表3的试验结果表明，在培养基中添加乙醇和琼脂，金葡菌生长不受抑制；而试验组1～5 的扩散半径均大于0.2 cm，且划线结果显示杂菌和金葡菌无法分离，表明杂菌扩散的程度较高。对比试验组6 和试验组9，杂菌生长受到抑制，然而试验组6 的扩散半径较大，表明该分离平板条件对杂菌扩散性的抑制作用较差。从整体试验结果来看，试验组9 的分离效果最佳，不仅抑制了杂菌的生长，同时也有效地抑制了杂菌的扩散。

表3 TSA 分离平板优化效果评价Table 3 Evaluation on the optimization effect of TSA separation plate

2.4 验证性试验

普适性试验结果显示，4 种金葡菌（ATCC 43300、Newman、SJTUF 21456、SJTUF 21510）在BP 平板上均能被有效辨识，菌落数分别为5，14，6，6 CFU。在后续的的分离纯化步骤中，金葡菌能够在改良后的TSA 平板上形成单菌落，如图2所示，同时杂菌与金葡菌明显分离，没有出现扩散现象。

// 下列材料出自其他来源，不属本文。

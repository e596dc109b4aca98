//! Parsers for the three listings the enumerator reads: the system mount
//! table, the volume tool's text disk listing and its plist external listing.

use lazy_regex::regex_captures;

use super::VolumeError;
use super::classify;

/// One `/dev/diskN... on <path> (<options>)` line of the mount table.
#[derive(Debug, Clone, PartialEq, Eq)]
pub struct MountEntry {
    pub identifier: String,
    pub mount_point: String,
    /// First mount option, which the mount table uses for the filesystem.
    pub filesystem: String,
}

/// One partition line from the text disk listing, or a whole disk that
/// carries a filesystem directly.
#[derive(Debug, Clone, PartialEq, Eq)]
pub struct ListingEntry {
    pub identifier: String,
    pub description: String,
    pub size_text: String,
    /// From the enclosing `/dev/diskN (internal|external, ...)` header.
    pub internal: Option<bool>,
}

/// One partition, APFS volume or partitionless whole disk from the plist
/// external listing.
#[derive(Debug, Clone, PartialEq, Eq)]
pub struct ExternalEntry {
    pub identifier: String,
    pub volume_name: Option<String>,
    pub size_bytes: u64,
    pub content: Option<String>,
    pub mount_point: Option<String>,
}

/// Parses the mount table, keeping only disk devices.
pub fn parse_mount_table(text: &str) -> Vec<MountEntry> {
    text.lines()
        .filter_map(|line| {
            let (_, device, mount_point, options) =
                regex_captures!(r"^/dev/(disk\S+) on (.+) \(([^()]*)\)$", line.trim_end())?;
            Some(MountEntry {
                identifier: device.to_string(),
                mount_point: mount_point.to_string(),
                filesystem: options.split(',').next().unwrap_or_default().trim().to_string(),
            })
        })
        .collect()
}

/// Strips the directional isolate marks newer tool versions wrap names in.
fn clean_description(raw: &str) -> String {
    raw.chars()
        .filter(|c| !matches!(c, '\u{2068}' | '\u{2069}'))
        .collect::<String>()
        .trim()
        .to_string()
}

/// Parses the hierarchical text listing.
///
/// Whole-disk entries (index 0) are kept only when they hold a filesystem
/// instead of a partition scheme. Pseudo partitions and zero-size entries
/// are dropped.
pub fn parse_disk_listing(text: &str) -> Vec<ListingEntry> {
    let mut entries = Vec::new();
    let mut internal = None;

    for line in text.lines() {
        if let Some((_, _disk, kind)) = regex_captures!(r"^/dev/(disk\d+) \(([^)]*)\):", line) {
            internal = if kind.starts_with("internal") {
                Some(true)
            } else if kind.starts_with("external") {
                Some(false)
            } else {
                None
            };
            continue;
        }

        let Some((_, index, description, size_text, identifier)) = regex_captures!(
            r"^\s+(\d+):\s+(.+?)\s+([*+]?[\d.]+\s+[KMGTP]?B)\s+(disk\w+)$",
            line.trim_end()
        ) else {
            continue;
        };

        let description = clean_description(description);
        if index == "0" && classify::is_partition_scheme(&description) {
            continue;
        }
        if classify::is_pseudo_partition(&description) {
            continue;
        }
        if classify::parse_size_bytes(size_text) == Some(0) {
            continue;
        }

        entries.push(ListingEntry {
            identifier: identifier.to_string(),
            description,
            size_text: size_text.trim_start_matches(['*', '+']).to_string(),
            internal,
        });
    }

    entries
}

fn string_field(dict: &plist::Dictionary, key: &str) -> Option<String> {
    dict.get(key)
        .and_then(|v| v.as_string())
        .filter(|s| !classify::is_sentinel(s))
        .map(str::to_string)
}

fn external_entry(dict: &plist::Dictionary) -> Option<ExternalEntry> {
    let identifier = string_field(dict, "DeviceIdentifier")?;
    let size_bytes = dict
        .get("Size")
        .and_then(|v| v.as_unsigned_integer())
        .unwrap_or(0);
    if size_bytes == 0 {
        return None;
    }

    let volume_name = string_field(dict, "VolumeName");
    let content = string_field(dict, "Content");
    let pseudo = [volume_name.as_deref(), content.as_deref()]
        .into_iter()
        .flatten()
        .any(classify::is_pseudo_partition);
    if pseudo {
        return None;
    }

    Some(ExternalEntry {
        identifier,
        volume_name,
        size_bytes,
        content,
        mount_point: string_field(dict, "MountPoint"),
    })
}

/// Parses `list -plist external` output into its partitions and APFS
/// volumes. A whole disk without children whose content is a filesystem is
/// reported as a volume itself.
pub fn parse_external_plist(bytes: &[u8]) -> Result<Vec<ExternalEntry>, VolumeError> {
    let plist: plist::Value =
        plist::from_bytes(bytes).map_err(|e| VolumeError::ParseError(e.to_string()))?;

    let all_disks = plist
        .as_dictionary()
        .and_then(|d| d.get("AllDisksAndPartitions"))
        .and_then(|v| v.as_array())
        .ok_or_else(|| VolumeError::ParseError("Missing AllDisksAndPartitions".to_string()))?;

    let mut entries = Vec::new();
    for disk in all_disks {
        let Some(disk_dict) = disk.as_dictionary() else {
            continue;
        };
        let children: Vec<&plist::Dictionary> = ["Partitions", "APFSVolumes"]
            .into_iter()
            .filter_map(|key| disk_dict.get(key).and_then(|v| v.as_array()))
            .flatten()
            .filter_map(|child| child.as_dictionary())
            .collect();

        if children.is_empty() {
            let content = string_field(disk_dict, "Content").unwrap_or_default();
            if !classify::is_partition_scheme(&content) {
                entries.extend(external_entry(disk_dict));
            }
            continue;
        }
        entries.extend(children.into_iter().filter_map(external_entry));
    }

    Ok(entries)
}
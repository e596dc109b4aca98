use crate::core::executor::{CommandLine, Elevation};

/// Runs a command through `pkexec` (polkit), which prompts for
/// authentication once per call.
pub struct PkexecElevation;

impl Elevation for PkexecElevation {
    fn wrap(&self, command: &CommandLine) -> CommandLine {
        let mut args = Vec::with_capacity(command.args.len() + 1);
        args.push(command.program.clone());
        args.extend(command.args.iter().cloned());
        CommandLine::new("pkexec", args)
    }
}

#[cfg(test)]
mod tests {
    use super::*;

    #[test]
    fn test_wraps_in_pkexec() {
        let cmd = CommandLine::new("umount", ["-l", "/media/usb"]);
        let wrapped = PkexecElevation.wrap(&cmd);
        assert_eq!(wrapped.to_string(), "pkexec umount -l /media/usb");
    }
}
//! Core harvest types shared across all modules.

use serde::{Deserialize, Serialize};
use std::collections::HashMap;

/// Scheduler time, in server ticks.
pub type Tick = u64;

// ---------------------------------------------------------------------------
// Identities
// ---------------------------------------------------------------------------

/// Stable identity of a participant that can break nodes.
#[derive(Debug, Clone, Hash, Eq, PartialEq, Ord, PartialOrd, Serialize, Deserialize)]
#[serde(transparent)]
pub struct ActorId(pub String);

impl ActorId {
    pub fn new(id: impl Into<String>) -> Self {
        Self(id.into())
    }

    pub fn as_str(&self) -> &str {
        &self.0
    }
}

impl From<&str> for ActorId {
    fn from(id: &str) -> Self {
        Self::new(id)
    }
}

impl std::fmt::Display for ActorId {
    fn fmt(&self, f: &mut std::fmt::Formatter<'_>) -> std::fmt::Result {
        f.write_str(&self.0)
    }
}

/// Unique id attached to every progress broadcast of one operation.
///
/// Observers use it to tell overlapping break animations apart, and the
/// scheduler uses it to drop loop tasks that belong to a finished operation.
#[derive(Debug, Clone, Copy, Hash, Eq, PartialEq, Ord, PartialOrd, Serialize, Deserialize)]
#[serde(transparent)]
pub struct AnimationId(pub u64);

impl std::fmt::Display for AnimationId {
    fn fmt(&self, f: &mut std::fmt::Formatter<'_>) -> std::fmt::Result {
        write!(f, "anim#{}", self.0)
    }
}

// ---------------------------------------------------------------------------
// Nodes
// ---------------------------------------------------------------------------

/// Integer world position of a destructible node.
#[derive(Debug, Clone, Copy, Hash, Eq, PartialEq, Serialize, Deserialize)]
pub struct BlockPos {
    pub x: i32,
    pub y: i32,
    pub z: i32,
}

impl BlockPos {
    pub fn new(x: i32, y: i32, z: i32) -> Self {
        Self { x, y, z }
    }
}

impl std::fmt::Display for BlockPos {
    fn fmt(&self, f: &mut std::fmt::Formatter<'_>) -> std::fmt::Result {
        write!(f, "[{},{},{}]", self.x, self.y, self.z)
    }
}

/// Material/type key of a node (e.g. `"stone"`, `"oak_log"`).
#[derive(Debug, Clone, Hash, Eq, PartialEq, Serialize, Deserialize)]
#[serde(transparent)]
pub struct NodeCategory(pub String);

impl NodeCategory {
    pub fn new(name: impl Into<String>) -> Self {
        Self(name.into())
    }

    pub fn as_str(&self) -> &str {
        &self.0
    }
}

impl From<&str> for NodeCategory {
    fn from(name: &str) -> Self {
        Self::new(name)
    }
}

impl std::fmt::Display for NodeCategory {
    fn fmt(&self, f: &mut std::fmt::Formatter<'_>) -> std::fmt::Result {
        f.write_str(&self.0)
    }
}

/// Resource families track their yield multipliers (and skill levels)
/// independently of each other.
#[derive(Debug, Clone, Copy, Hash, Eq, PartialEq, Serialize, Deserialize)]
#[serde(rename_all = "snake_case")]
pub enum ResourceFamily {
    Mining,
    Woodcutting,
    Excavation,
    Herbalism,
}

impl std::fmt::Display for ResourceFamily {
    fn fmt(&self, f: &mut std::fmt::Formatter<'_>) -> std::fmt::Result {
        let name = match self {
            ResourceFamily::Mining => "Mining",
            ResourceFamily::Woodcutting => "Woodcutting",
            ResourceFamily::Excavation => "Excavation",
            ResourceFamily::Herbalism => "Herbalism",
        };
        f.write_str(name)
    }
}

/// A destructible node as seen by the scheduler: where it is and what it is.
///
/// Existence is owned by the world; two targets are the same node when both
/// position and category match.
#[derive(Debug, Clone, Hash, Eq, PartialEq, Serialize, Deserialize)]
pub struct Target {
    pub pos: BlockPos,
    pub category: NodeCategory,
}

impl Target {
    pub fn new(pos: BlockPos, category: impl Into<NodeCategory>) -> Self {
        Self {
            pos,
            category: category.into(),
        }
    }
}

impl std::fmt::Display for Target {
    fn fmt(&self, f: &mut std::fmt::Formatter<'_>) -> std::fmt::Result {
        write!(f, "{}@{}", self.category, self.pos)
    }
}

/// A quantity of one item produced by removing a node.
#[derive(Debug, Clone, PartialEq, Eq, Serialize, Deserialize)]
pub struct ItemStack {
    pub item: String,
    pub count: u32,
}

impl ItemStack {
    pub fn new(item: impl Into<String>, count: u32) -> Self {
        Self {
            item: item.into(),
            count,
        }
    }
}

// ---------------------------------------------------------------------------
// Stats & config
// ---------------------------------------------------------------------------

#[derive(Debug, Clone, Default, PartialEq, Eq, Serialize, Deserialize)]
pub struct HarvestStats {
    pub active_operations: usize,
    pub completed: u64,
    pub cancelled: u64,
    pub pending_tasks: usize,
    pub total_ticks: u64,
}

/// Tuning of the progress broadcast, independent of the completion timer.
#[derive(Debug, Clone, Serialize, Deserialize, PartialEq)]
#[serde(default)]
pub struct VisualConfig {
    /// Number of break stages shown to observers.
    pub stage_count: u8,
    /// Fraction of the total duration over which the stages are spread.
    /// `1.0` ends the last stage together with completion.
    pub pace: f64,
}

impl Default for VisualConfig {
    fn default() -> Self {
        Self {
            stage_count: 10,
            pace: 1.0,
        }
    }
}

/// One entry of the configured duration table.
#[derive(Debug, Clone, Serialize, Deserialize, PartialEq)]
pub struct DurationOverride {
    /// Duration in ticks at speed 1.0 with no tool assistance.
    pub ticks: u64,
    pub family: ResourceFamily,
}

#[derive(Debug, Clone, Serialize, Deserialize, PartialEq)]
#[serde(default)]
pub struct HarvestConfig {
    /// Scheduler tick rate in Hz.
    pub tick_rate_hz: f32,
    /// Maximum gap between continued-action signals before an operation is
    /// presumed abandoned.
    pub liveness_timeout_ticks: u64,
    /// Cadence of the monitor loop.
    pub monitor_interval_ticks: u64,
    /// Ticks after a completion during which new begin signals are ignored.
    pub reentry_cooldown_ticks: u64,
    pub visual: VisualConfig,
    /// Duration used for categories missing from the table.
    pub default_duration_ticks: u64,
    /// Entries added to (or replacing) the built-in duration table.
    pub durations: HashMap<String, DurationOverride>,
    /// Fixed seed for yield rolls; entropy when absent.
    pub rng_seed: Option<u64>,
}

impl Default for HarvestConfig {
    fn default() -> Self {
        Self {
            tick_rate_hz: 20.0,
            liveness_timeout_ticks: 4,
            monitor_interval_ticks: 1,
            reentry_cooldown_ticks: 2,
            visual: VisualConfig::default(),
            default_duration_ticks: 60,
            durations: HashMap::new(),
            rng_seed: None,
        }
    }
}
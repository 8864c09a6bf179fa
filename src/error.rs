//! Error types.
//!
//! Rejected starts and ordinary cancellations are not errors; they are
//! reported as [`BeginOutcome`](crate::service::BeginOutcome) and
//! [`CancelReason`](crate::operation::CancelReason) values.

use crate::types::{ActorId, AnimationId};

#[derive(Debug, thiserror::Error)]
pub enum HarvestError {
    #[error("invalid config: {0}")]
    InvalidConfig(String),

    #[error("failed to load config: {0}")]
    Config(#[from] config::ConfigError),

    #[error("registry holds {found} for actor {actor}, scheduler expected {expected}")]
    RegistryMismatch {
        actor: ActorId,
        expected: AnimationId,
        found: AnimationId,
    },
}

pub type Result<T> = std::result::Result<T, HarvestError>;

/// A progress/notification broadcast could not be delivered.
///
/// Delivery is best-effort; callers log and move on.
#[derive(Debug, thiserror::Error)]
pub enum DeliveryError {
    #[error("no subscribers for {0}")]
    NoSubscribers(String),

    #[error("failed to encode {subject}: {source}")]
    Encode {
        subject: String,
        #[source]
        source: serde_json::Error,
    },
}
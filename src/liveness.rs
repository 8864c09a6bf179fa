//! Liveness tracking for actors whose platform never reports "stopped
//! breaking".
//!
//! The only evidence that an actor is still breaking a node is a recurring
//! continued-action signal (arm swing). The tracker remembers the tick of the
//! last one; an operation is presumed abandoned once the gap reaches the
//! timeout. Missing data counts as abandoned.

use crate::types::{ActorId, Tick};
use std::collections::HashMap;

#[derive(Debug, Default)]
pub struct LivenessTracker {
    last_signal: HashMap<ActorId, Tick>,
}

impl LivenessTracker {
    pub fn new() -> Self {
        Self::default()
    }

    pub fn record_signal(&mut self, actor: &ActorId, now: Tick) {
        match self.last_signal.get_mut(actor) {
            Some(last) => *last = (*last).max(now),
            None => {
                self.last_signal.insert(actor.clone(), now);
            }
        }
    }

    /// `true` when no signal arrived within `timeout` ticks of `now`, or when
    /// the actor has no record at all.
    pub fn is_stale(&self, actor: &ActorId, now: Tick, timeout: Tick) -> bool {
        match self.last_signal.get(actor) {
            Some(last) => now.saturating_sub(*last) >= timeout,
            None => true,
        }
    }

    pub fn last_signal(&self, actor: &ActorId) -> Option<Tick> {
        self.last_signal.get(actor).copied()
    }

    pub fn clear(&mut self, actor: &ActorId) -> bool {
        self.last_signal.remove(actor).is_some()
    }

    pub fn is_tracked(&self, actor: &ActorId) -> bool {
        self.last_signal.contains_key(actor)
    }

    pub fn len(&self) -> usize {
        self.last_signal.len()
    }

    pub fn is_empty(&self) -> bool {
        self.last_signal.is_empty()
    }
}
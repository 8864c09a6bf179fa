//! Re-entry cooldown after a completed break.
//!
//! The signal source can emit a trailing "begin" for the node in the same
//! tick the node disappears. Begins from an actor inside the cooldown window
//! are dropped so they cannot spawn an operation against a vanishing target.

use crate::types::{ActorId, Tick};
use std::collections::HashMap;

#[derive(Debug)]
pub struct ReentryCooldown {
    window: Tick,
    armed_at: HashMap<ActorId, Tick>,
}

impl ReentryCooldown {
    pub fn new(window: Tick) -> Self {
        Self {
            window,
            armed_at: HashMap::new(),
        }
    }

    pub fn arm(&mut self, actor: &ActorId, now: Tick) {
        self.armed_at.insert(actor.clone(), now);
    }

    pub fn is_cooling(&self, actor: &ActorId, now: Tick) -> bool {
        self.armed_at
            .get(actor)
            .is_some_and(|armed| now.saturating_sub(*armed) < self.window)
    }

    pub fn clear(&mut self, actor: &ActorId) {
        self.armed_at.remove(actor);
    }

    /// Drop every entry whose window has elapsed.
    pub fn prune(&mut self, now: Tick) {
        let window = self.window;
        self.armed_at
            .retain(|_, armed| now.saturating_sub(*armed) < window);
    }

    pub fn window(&self) -> Tick {
        self.window
    }

    pub fn len(&self) -> usize {
        self.armed_at.len()
    }

    pub fn is_empty(&self) -> bool {
        self.armed_at.is_empty()
    }
}
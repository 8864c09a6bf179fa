//! Cooperative tick scheduler shared by every operation loop.
//!
//! Loops never block or sleep; they ask to "run again after N ticks" by
//! queueing a [`LoopTask`]. [`TickScheduler::advance`] moves the clock one
//! tick forward and hands back every task due at or before it, ordered by
//! `(due tick, loop kind, schedule order)`. Within one tick the monitor of an
//! operation therefore always runs before its visual emission.

use crate::types::{ActorId, AnimationId, Tick};
use std::cmp::{Ordering, Reverse};
use std::collections::BinaryHeap;

/// The three per-operation loops, in their within-tick execution order.
#[derive(Debug, Clone, Copy, PartialEq, Eq, PartialOrd, Ord, Hash)]
pub enum LoopKind {
    Monitor,
    Visual,
    Completion,
}

#[derive(Debug, Clone, PartialEq, Eq)]
pub struct LoopTask {
    pub due: Tick,
    pub kind: LoopKind,
    pub actor: ActorId,
    pub animation_id: AnimationId,
    seq: u64,
}

impl PartialOrd for LoopTask {
    fn partial_cmp(&self, other: &Self) -> Option<Ordering> {
        Some(self.cmp(other))
    }
}

impl Ord for LoopTask {
    fn cmp(&self, other: &Self) -> Ordering {
        self.due
            .cmp(&other.due)
            .then_with(|| self.kind.cmp(&other.kind))
            .then_with(|| self.seq.cmp(&other.seq))
    }
}

#[derive(Debug, Default)]
pub struct TickScheduler {
    queue: BinaryHeap<Reverse<LoopTask>>,
    now: Tick,
    next_seq: u64,
}

impl TickScheduler {
    pub fn new() -> Self {
        Self::default()
    }

    pub fn now(&self) -> Tick {
        self.now
    }

    /// Queue `kind` for the given operation `delay` ticks from now
    /// (at least one tick ahead).
    pub fn schedule_in(
        &mut self,
        delay: Tick,
        kind: LoopKind,
        actor: &ActorId,
        animation_id: AnimationId,
    ) {
        let task = LoopTask {
            due: self.now.saturating_add(delay.max(1)),
            kind,
            actor: actor.clone(),
            animation_id,
            seq: self.next_seq,
        };
        self.next_seq += 1;
        self.queue.push(Reverse(task));
    }

    /// Advance the clock by one tick and drain every task now due.
    pub fn advance(&mut self) -> Vec<LoopTask> {
        self.now += 1;

        let mut due = Vec::new();
        while let Some(Reverse(next)) = self.queue.peek() {
            if next.due > self.now {
                break;
            }
            if let Some(Reverse(task)) = self.queue.pop() {
                due.push(task);
            }
        }
        due
    }

    /// Drop every queued task of one operation. Returns how many were removed.
    pub fn cancel(&mut self, animation_id: AnimationId) -> usize {
        let before = self.queue.len();
        self.queue
            .retain(|Reverse(task)| task.animation_id != animation_id);
        before - self.queue.len()
    }

    pub fn pending(&self) -> usize {
        self.queue.len()
    }

    pub fn pending_for(&self, animation_id: AnimationId) -> usize {
        self.queue
            .iter()
            .filter(|Reverse(task)| task.animation_id == animation_id)
            .count()
    }
}
//! Gate checks: may this actor break this kind of node at all?
//!
//! Consulted once when an operation would start. A denial never creates an
//! operation and is reported to the actor with [`GateCheck::denial_message`].

use crate::types::{ActorId, NodeCategory, ResourceFamily};
use parking_lot::RwLock;
use std::collections::HashMap;

pub trait GateCheck: Send + Sync {
    fn can_interact(&self, actor: &ActorId, category: &NodeCategory) -> bool;

    /// User-facing text sent after `can_interact` returned `false`.
    fn denial_message(&self, _actor: &ActorId, category: &NodeCategory) -> String {
        format!("You can't break {} yet.", category)
    }
}

/// Gate that lets everyone break everything.
#[derive(Debug, Default, Clone, Copy)]
pub struct OpenGate;

impl GateCheck for OpenGate {
    fn can_interact(&self, _actor: &ActorId, _category: &NodeCategory) -> bool {
        true
    }
}

#[derive(Debug, Clone, Copy)]
struct Requirement {
    family: ResourceFamily,
    level: u32,
}

/// Skill-level gate: a category may require a minimum level in its family.
/// Categories without a requirement are open to everyone.
#[derive(Default)]
pub struct LevelGate {
    requirements: RwLock<HashMap<NodeCategory, Requirement>>,
    levels: RwLock<HashMap<(ActorId, ResourceFamily), u32>>,
}

impl LevelGate {
    pub fn new() -> Self {
        Self::default()
    }

    pub fn require(&self, category: impl Into<NodeCategory>, family: ResourceFamily, level: u32) {
        self.requirements
            .write()
            .insert(category.into(), Requirement { family, level });
    }

    pub fn set_level(&self, actor: &ActorId, family: ResourceFamily, level: u32) {
        self.levels.write().insert((actor.clone(), family), level);
    }

    pub fn level(&self, actor: &ActorId, family: ResourceFamily) -> u32 {
        self.levels
            .read()
            .get(&(actor.clone(), family))
            .copied()
            .unwrap_or(0)
    }
}

impl GateCheck for LevelGate {
    fn can_interact(&self, actor: &ActorId, category: &NodeCategory) -> bool {
        let Some(req) = self.requirements.read().get(category).copied() else {
            return true;
        };
        self.level(actor, req.family) >= req.level
    }

    fn denial_message(&self, _actor: &ActorId, category: &NodeCategory) -> String {
        match self.requirements.read().get(category) {
            Some(req) => format!(
                "You need level {} {} to break {}.",
                req.level, req.family, category
            ),
            None => format!("You can't break {} yet.", category),
        }
    }
}
//! Janet Harvest Service
//!
//! Server-driven node destruction for clients that cannot apply a
//! break-speed attribute themselves. The server owns the whole lifecycle:
//! timing, break-stage feedback, liveness detection and yield resolution,
//! with the same timings natively supported clients get.
//!
//! ## Architecture
//!
//! ```text
//! HarvestBusAgent  (bus.rs)          ← inbound commands, tick loop, frames
//!   └── HarvestService  (service.rs) ← begin/continue/abort, tick()
//!         ├── DurationTable     (durations.rs)
//!         ├── OperationRegistry (registry.rs) ── Operation (operation.rs)
//!         ├── TickScheduler     (scheduler.rs) ← monitor / visual / completion
//!         ├── LivenessTracker   (liveness.rs)
//!         ├── ReentryCooldown   (cooldown.rs)
//!         ├── YieldRoll         (yields.rs)
//!         └── Collaborators: NodeWorld, StatSource, GateCheck, ProgressSink
//! ```
//!
//! Everything below the bus agent is synchronous and runs on one cooperative
//! scheduler; nothing blocks and no loop owns a thread.

// Protocol types are always available (no server feature needed).
pub mod protocol;
pub mod types;

pub mod config;
pub mod cooldown;
pub mod durations;
pub mod error;
pub mod gate;
pub mod liveness;
pub mod operation;
pub mod registry;
pub mod scheduler;
pub mod service;
pub mod sink;
pub mod stats;
pub mod world;
pub mod yields;

// The bus agent requires the `server` feature.
#[cfg(feature = "server")]
pub mod bus;

// Convenience re-exports
#[cfg(feature = "server")]
pub use bus::{ChannelSink, HarvestBusAgent, HarvestBusConfig, Publisher};
pub use durations::DurationTable;
pub use error::{DeliveryError, HarvestError};
pub use operation::{CancelReason, OperationState, OperationView};
pub use service::{BeginOutcome, Collaborators, HarvestService, TickEvents};
pub use types::{
    ActorId, AnimationId, BlockPos, HarvestConfig, HarvestStats, ItemStack, NodeCategory,
    ResourceFamily, Target, Tick,
};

图2 4 株金黄色葡萄球菌在改良TSA 平板上的菌落形态Fig.2 The colony morphology of 4 strains on the modified TSA plates

把优化后的方法用于实际样品的分离、鉴定试验中，通过对比可以看到，食品基质中的金葡菌分离率由2.61%提升为19.98%（表4）。这些实际案例表明该优化方法有效地降低了假阴性结果的出现。

表4 方法改进前、后金葡菌分离情况对比Table 4 Comparison of separation of S.aureus before and after the improvement of the method

通过细菌16S rDNA 测序方法鉴定了该杂菌的种属，结果显示该杂菌为奇异变形杆菌。

尽管冷链储存和运输在一定程度上防止了食品的腐败，但其后不恰当的保存和售卖方式却引发了严重的奇异变形杆菌污染。这个问题可能成为未来冷藏和冷冻食品保藏的一大挑战。

3 结论

从冷冻肉及肉制品中分离金葡菌时，增菌液中氯化钠质量分数提高到10%可以有效地抑制背景杂菌的生长，而对金葡菌影响不大。当BP 平板上出现严重的杂菌扩散污染时，可挑取疑似菌落划线于含有2%乙醇和4%琼脂的TSA 平板上，静置培养18 h，由此可使金葡菌与杂菌完全分离。利用这一改进的方法，可有效降低假阴性结果的出现。